▶ WHAT YOU HAVE TO DO
Give back all of the data exactly.

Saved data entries
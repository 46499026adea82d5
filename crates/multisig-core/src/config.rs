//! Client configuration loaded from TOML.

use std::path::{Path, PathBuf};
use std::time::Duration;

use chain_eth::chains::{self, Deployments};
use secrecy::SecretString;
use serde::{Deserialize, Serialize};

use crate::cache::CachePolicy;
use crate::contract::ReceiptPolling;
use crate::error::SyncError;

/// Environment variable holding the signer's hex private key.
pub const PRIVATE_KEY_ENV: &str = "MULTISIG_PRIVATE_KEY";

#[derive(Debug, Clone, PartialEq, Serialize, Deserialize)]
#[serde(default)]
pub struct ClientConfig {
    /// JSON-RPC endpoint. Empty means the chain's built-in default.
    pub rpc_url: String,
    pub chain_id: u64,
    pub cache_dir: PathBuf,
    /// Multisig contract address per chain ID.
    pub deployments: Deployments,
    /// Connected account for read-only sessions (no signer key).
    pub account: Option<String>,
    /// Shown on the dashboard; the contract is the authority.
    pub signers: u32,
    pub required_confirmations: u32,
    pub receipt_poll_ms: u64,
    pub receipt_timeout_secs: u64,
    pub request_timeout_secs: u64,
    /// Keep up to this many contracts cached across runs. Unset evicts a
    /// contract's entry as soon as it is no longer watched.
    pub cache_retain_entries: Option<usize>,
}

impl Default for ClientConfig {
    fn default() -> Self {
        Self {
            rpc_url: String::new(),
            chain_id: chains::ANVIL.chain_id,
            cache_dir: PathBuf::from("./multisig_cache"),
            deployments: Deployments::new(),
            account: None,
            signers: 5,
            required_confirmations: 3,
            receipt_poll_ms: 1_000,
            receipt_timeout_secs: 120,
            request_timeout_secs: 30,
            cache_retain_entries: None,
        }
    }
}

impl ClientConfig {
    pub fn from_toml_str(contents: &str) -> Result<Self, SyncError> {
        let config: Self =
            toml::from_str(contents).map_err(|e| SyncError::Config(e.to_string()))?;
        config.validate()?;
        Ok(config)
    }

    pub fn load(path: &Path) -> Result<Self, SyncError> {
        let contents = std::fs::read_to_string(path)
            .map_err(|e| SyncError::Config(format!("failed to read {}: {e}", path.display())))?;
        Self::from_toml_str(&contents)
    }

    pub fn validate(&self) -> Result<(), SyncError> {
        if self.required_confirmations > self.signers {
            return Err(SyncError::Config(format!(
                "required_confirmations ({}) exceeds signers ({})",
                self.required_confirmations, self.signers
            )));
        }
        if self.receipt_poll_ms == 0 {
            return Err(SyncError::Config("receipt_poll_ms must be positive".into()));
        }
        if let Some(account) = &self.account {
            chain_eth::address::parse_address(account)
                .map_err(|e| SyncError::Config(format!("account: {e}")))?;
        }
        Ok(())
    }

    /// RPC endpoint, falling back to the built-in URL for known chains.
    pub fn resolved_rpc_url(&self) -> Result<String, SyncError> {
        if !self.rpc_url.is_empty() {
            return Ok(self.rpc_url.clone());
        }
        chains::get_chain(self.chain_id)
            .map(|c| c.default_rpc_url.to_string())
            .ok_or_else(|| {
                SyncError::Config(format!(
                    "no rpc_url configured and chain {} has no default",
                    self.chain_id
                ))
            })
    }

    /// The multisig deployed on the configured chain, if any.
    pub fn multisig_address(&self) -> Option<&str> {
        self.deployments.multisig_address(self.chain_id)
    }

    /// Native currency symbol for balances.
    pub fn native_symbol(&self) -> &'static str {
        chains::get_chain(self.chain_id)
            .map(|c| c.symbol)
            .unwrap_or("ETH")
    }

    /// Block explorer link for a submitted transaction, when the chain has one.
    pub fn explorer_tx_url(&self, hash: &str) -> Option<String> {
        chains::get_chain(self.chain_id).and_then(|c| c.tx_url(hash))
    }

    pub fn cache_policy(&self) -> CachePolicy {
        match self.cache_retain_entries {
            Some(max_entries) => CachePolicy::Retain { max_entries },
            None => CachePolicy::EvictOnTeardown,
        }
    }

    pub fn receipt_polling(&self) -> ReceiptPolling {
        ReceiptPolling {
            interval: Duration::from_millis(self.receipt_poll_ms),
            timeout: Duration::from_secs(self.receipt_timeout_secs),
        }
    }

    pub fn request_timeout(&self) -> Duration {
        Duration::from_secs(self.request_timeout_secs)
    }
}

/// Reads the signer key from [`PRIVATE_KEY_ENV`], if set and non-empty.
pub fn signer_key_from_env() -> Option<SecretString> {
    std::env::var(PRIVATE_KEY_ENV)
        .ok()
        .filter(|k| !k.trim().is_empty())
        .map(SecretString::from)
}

▶ EXPECTED ANSWER
repository 46499026adea82d5
filename crates/multisig-core/src/config.rs
//! Client configuration loaded from TOML.

use std::path::{Path, PathBuf};
use std::time::Duration;

use chain_eth::chains::{self, Deployments};
use secrecy::SecretString;
use serde::{Deserialize, Serialize};

use crate::cache::CachePolicy;
use crate::contract::ReceiptPolling;
use crate::error::SyncError;

/// Environment variable holding the signer's hex private key.
pub const PRIVATE_KEY_ENV: &str = "MULTISIG_PRIVATE_KEY";

#[derive(Debug, Clone, PartialEq, Serialize, Deserialize)]
#[serde(default)]
pub struct ClientConfig {
    /// JSON-RPC endpoint. Empty means the chain's built-in default.
    pub rpc_url: String,
    pub chain_id: u64,
    pub cache_dir: PathBuf,
    /// Multisig contract address per chain ID.
    pub deployments: Deployments,
    /// Connected account for read-only sessions (no signer key).
    pub account: Option<String>,
    /// Shown on the dashboard; the contract is the authority.
    pub signers: u32,
    pub required_confirmations: u32,
    pub receipt_poll_ms: u64,
    pub receipt_timeout_secs: u64,
    pub request_timeout_secs: u64,
    /// Keep up to this many contracts cached across runs. Unset evicts a
    /// contract's entry as soon as it is no longer watched.
    pub cache_retain_entries: Option<usize>,
}

impl Default for ClientConfig {
    fn default() -> Self {
        Self {
            rpc_url: String::new(),
            chain_id: chains::ANVIL.chain_id,
            cache_dir: PathBuf::from("./multisig_cache"),
            deployments: Deployments::new(),
            account: None,
            signers: 5,
            required_confirmations: 3,
            receipt_poll_ms: 1_000,
            receipt_timeout_secs: 120,
            request_timeout_secs: 30,
            cache_retain_entries: None,
        }
    }
}

impl ClientConfig {
    pub fn from_toml_str(contents: &str) -> Result<Self, SyncError> {
        let config: Self =
            toml::from_str(contents).map_err(|e| SyncError::Config(e.to_string()))?;
        config.validate()?;
        Ok(config)
    }

    pub fn load(path: &Path) -> Result<Self, SyncError> {
        let contents = std::fs::read_to_string(path)
            .map_err(|e| SyncError::Config(format!("failed to read {}: {e}", path.display())))?;
        Self::from_toml_str(&contents)
    }

    pub fn validate(&self) -> Result<(), SyncError> {
        if self.required_confirmations > self.signers {
            return Err(SyncError::Config(format!(
                "required_confirmations ({}) exceeds signers ({})",
                self.required_confirmations, self.signers
            )));
        }
        if self.receipt_poll_ms == 0 {
            return Err(SyncError::Config("receipt_poll_ms must be positive".into()));
        }
        if let Some(account) = &self.account {
            chain_eth::address::parse_address(account)
                .map_err(|e| SyncError::Config(format!("account: {e}")))?;
        }
        Ok(())
    }

    /// RPC endpoint, falling back to the built-in URL for known chains.
    pub fn resolved_rpc_url(&self) -> Result<String, SyncError> {
        if !self.rpc_url.is_empty() {
            return Ok(self.rpc_url.clone());
        }
        chains::get_chain(self.chain_id)
            .map(|c| c.default_rpc_url.to_string())
            .ok_or_else(|| {
                SyncError::Config(format!(
                    "no rpc_url configured and chain {} has no default",
                    self.chain_id
                ))
            })
    }

    /// The multisig deployed on the configured chain, if any.
    pub fn multisig_address(&self) -> Option<&str> {
        self.deployments.multisig_address(self.chain_id)
    }

    /// Native currency symbol for balances.
    pub fn native_symbol(&self) -> &'static str {
        chains::get_chain(self.chain_id)
            .map(|c| c.symbol)
            .unwrap_or("ETH")
    }

    /// Block explorer link for a submitted transaction, when the chain has one.
    pub fn explorer_tx_url(&self, hash: &str) -> Option<String> {
        chains::get_chain(self.chain_id).and_then(|c| c.tx_url(hash))
    }

    pub fn cache_policy(&self) -> CachePolicy {
        match self.cache_retain_entries {
            Some(max_entries) => CachePolicy::Retain { max_entries },
            None => CachePolicy::EvictOnTeardown,
        }
    }

    pub fn receipt_polling(&self) -> ReceiptPolling {
        ReceiptPolling {
            interval: Duration::from_millis(self.receipt_poll_ms),
            timeout: Duration::from_secs(self.receipt_timeout_secs),
        }
    }

    pub fn request_timeout(&self) -> Duration {
        Duration::from_secs(self.request_timeout_secs)
    }
}

/// Reads the signer key from [`PRIVATE_KEY_ENV`], if set and non-empty.
pub fn signer_key_from_env() -> Option<SecretString> {
    std::env::var(PRIVATE_KEY_ENV)
        .ok()
        .filter(|k| !k.trim().is_empty())
        .map(SecretString::from)
}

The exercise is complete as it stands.